The landscape of energy technology could soon be vastly improved, thanks to the work of a University of Wyoming researcher.

Gang Tan, a UW associate professor in the Department of Civil and Architectural Engineering, was part of a research team that developed a cost-effective and eco-friendly method of cooling without energy and water consumption, even under direct sunlight.

Tan is a co-author of a paper, titled “Scalable-manufactured randomized glass-polymer hybrid metamaterial for daytime radiative cooling,” which is published in the journal Science. The research, led by the University of Colorado-Boulder, was immediately reported by The Economist, Forbes, Scientific American, Energy & Environment News and other media outlets.

The method involves using the installation of a transparent polymer film that features miniature glass particles. Coated with silver, the material reflects incoming solar energy back into space while simultaneously allowing the structure underneath to shed heat in the form of infrared thermal radiation. The material has been shown to cool whatever it sits on by as much as 10-15 degrees Celsius. Additionally, Tan believes that just 10-20 square meters of this material on a rooftop could effectively cool a single-family house during the summer.

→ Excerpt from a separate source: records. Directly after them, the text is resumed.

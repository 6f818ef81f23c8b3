use std::path::PathBuf;
use thiserror::Error;

/// Main error type for the vigil supervisor
#[derive(Debug, Error)]
pub enum VigilError {
    // Configuration errors
    #[error("Configuration error: {0}")]
    ConfigError(String),

    #[error("Invalid configuration file: {0}")]
    InvalidConfig(String),

    #[error("Configuration validation failed: {0}")]
    ConfigValidationError(String),

    // Restart orchestration errors
    #[error("Managed application artifact missing: {}", .0.display())]
    MissingArtifact(PathBuf),

    #[error("Failed to start managed application: {0}")]
    RestartFailed(String),

    // Service manager errors
    #[error("Service manager command `{command}` failed: {diagnostic}")]
    ServiceCommand { command: String, diagnostic: String },

    #[error("Failed to launch service manager: {0}")]
    ServiceManagerUnavailable(String),

    // IO errors (automatically converted from std::io::Error)
    #[error("IO error: {0}")]
    Io(#[from] std::io::Error),

    // Serialization errors
    #[error("Serialization error: {0}")]
    SerializationError(String),
}

/// Result type alias for vigil operations
pub type Result<T> = std::result::Result<T, VigilError>;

Facilities, such as power plants and data centers, generate enormous amounts of heat from energy. The method proposed by the research team removes the challenges inherent in current cooling methods, which require energy and resources to carry heat away. Radiative cooling draws on Earth’s natural method of cooling itself, taking heat from surfaces and pushing it into space as infrared radiation. Because the material is relatively inexpensive and can be mass produced, applications include passively cooling buildings and electronics like solar cells, which work more efficiently at lower temperatures.

“I was very excited and proud to develop a breakthrough and transformative technology for real-world applications,” Tan says.

The Department of Energy’s Advanced Research Projects Agency-Energy awarded $3 million in 2015 to professors Ronggui Yang and Xiaobo Yin, of the University of Colorado-Boulder; and Tan. Other members of the research team include Dongliang Zhao, Tan’s former student who received a Ph.D. from UW in 2014.